(WHAT IS NEEDED)
Set down exactly the lines from the one containing "one more instruction." through the last line of the data below, and no others.

(AVAILABLE DATA)

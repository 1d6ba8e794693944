// Copyright 2024 The ChromiumOS Authors
// Use of this source code is governed by a BSD-style license that can be
// found in the LICENSE file.

//! Single-vCPU KVM engine for instruction-level execution of assembly
//! snippets.
//!
//! The engine boots a guest directly into one of three CPU modes by
//! synthesizing the hidden parts of the segment registers, so user code never
//! has to build its own GDT or page tables to run. Every architectural
//! register the hardware exposes through `KVM_GET_REGS`, `KVM_GET_SREGS` and
//! the XSAVE area is marshaled in and out of a flat [`RegisterSet`].
//!
//! Nothing in this crate is thread safe; a [`kvm::KvmVm`] and everything
//! hanging off it must stay on the thread that created it.

use std::result;

use remain::sorted;
use thiserror::Error;

pub mod kvm;
pub mod vector;
pub mod x86_64;
pub mod xsave;

pub use vector::Vec128;
pub use vector::Vec256;
pub use vector::Vec512;
pub use vector::Vec64;
pub use x86_64::RegisterSet;
pub use x86_64::Table;

#[sorted]
#[derive(Error, Debug)]
pub enum Error {
    /// The guest stopped for a reason single-stepping cannot recover from.
    #[error("guest fault: {0}")]
    GuestFault(String),
    /// Caller-side misuse of the engine.
    #[error("invalid argument: {0}")]
    InvalidArgument(&'static str),
    /// A KVM ioctl failed.
    #[error("{op} failed: {err}")]
    Ioctl {
        op: &'static str,
        #[source]
        err: kvm_ioctls::Error,
    },
    /// Mapping host memory for the guest failed.
    #[error("failed to map guest memory: {0}")]
    Mapping(#[source] std::io::Error),
    /// KVM is missing or unusable on this host.
    #[error("KVM is not usable on this host: {0}")]
    UnsupportedHost(#[source] kvm_ioctls::Error),
}

pub type Result<T> = result::Result<T, Error>;

/// The CPU mode a guest is initialized into.
///
/// The mode decides the initial control registers, the hidden parts of the
/// segment registers and whether an identity-mapped page structure is
/// synthesized. General purpose registers always start at zero and no stack
/// exists until code is loaded.
#[derive(Debug, Clone, Copy, PartialEq, Eq)]
pub enum CpuMode {
    /// 16-bit real mode. All segment registers are zeroed.
    Real16,
    /// 32-bit protected mode, paging disabled. Every segment register hides a
    /// flat ring-0 descriptor spanning the whole address space; no GDT
    /// exists, so reloading a segment register faults until the guest builds
    /// its own.
    Protected32,
    /// 64-bit long mode with the whole of guest physical memory identity
    /// mapped read/write through a single 1 GiB page.
    Long64,
}

/// Execution state of the guest as observed after the last interaction.
#[derive(Debug, Clone, Copy, PartialEq, Eq)]
pub enum OperatingState {
    /// The guest can execute at least one more instruction.
    Runnable,
    /// The guest executed a halt instruction.
    Halted,
    /// The guest shut down, e.g. through a triple fault.
    Shutdown,
    /// No code has been loaded yet.
    NoCodeLoaded,
    /// The last single step produced an exit the engine cannot interpret.
    /// Terminal until the VM is re-created.
    SingleStepError,
}

impl std::fmt::Display for OperatingState {
    fn fmt(&self, f: &mut std::fmt::Formatter<'_>) -> std::fmt::Result {
        let s = match self {
            OperatingState::Runnable => "runnable",
            OperatingState::Halted => "halted",
            OperatingState::Shutdown => "shut down",
            OperatingState::NoCodeLoaded => "no code loaded",
            OperatingState::SingleStepError => "single step error",
        };
        f.write_str(s)
    }
}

(TASK OUTPUT)
    /// The guest can execute at least one more instruction.
    Runnable,
    /// The guest executed a halt instruction.
    Halted,
    /// The guest shut down, e.g. through a triple fault.
    Shutdown,
    /// No code has been loaded yet.
    NoCodeLoaded,
    /// The last single step produced an exit the engine cannot interpret.
    /// Terminal until the VM is re-created.
    SingleStepError,
}

impl std::fmt::Display for OperatingState {
    fn fmt(&self, f: &mut std::fmt::Formatter<'_>) -> std::fmt::Result {
        let s = match self {
            OperatingState::Runnable => "runnable",
            OperatingState::Halted => "halted",
            OperatingState::Shutdown => "shut down",
            OperatingState::NoCodeLoaded => "no code loaded",
            OperatingState::SingleStepError => "single step error",
        };
        f.write_str(s)
    }
}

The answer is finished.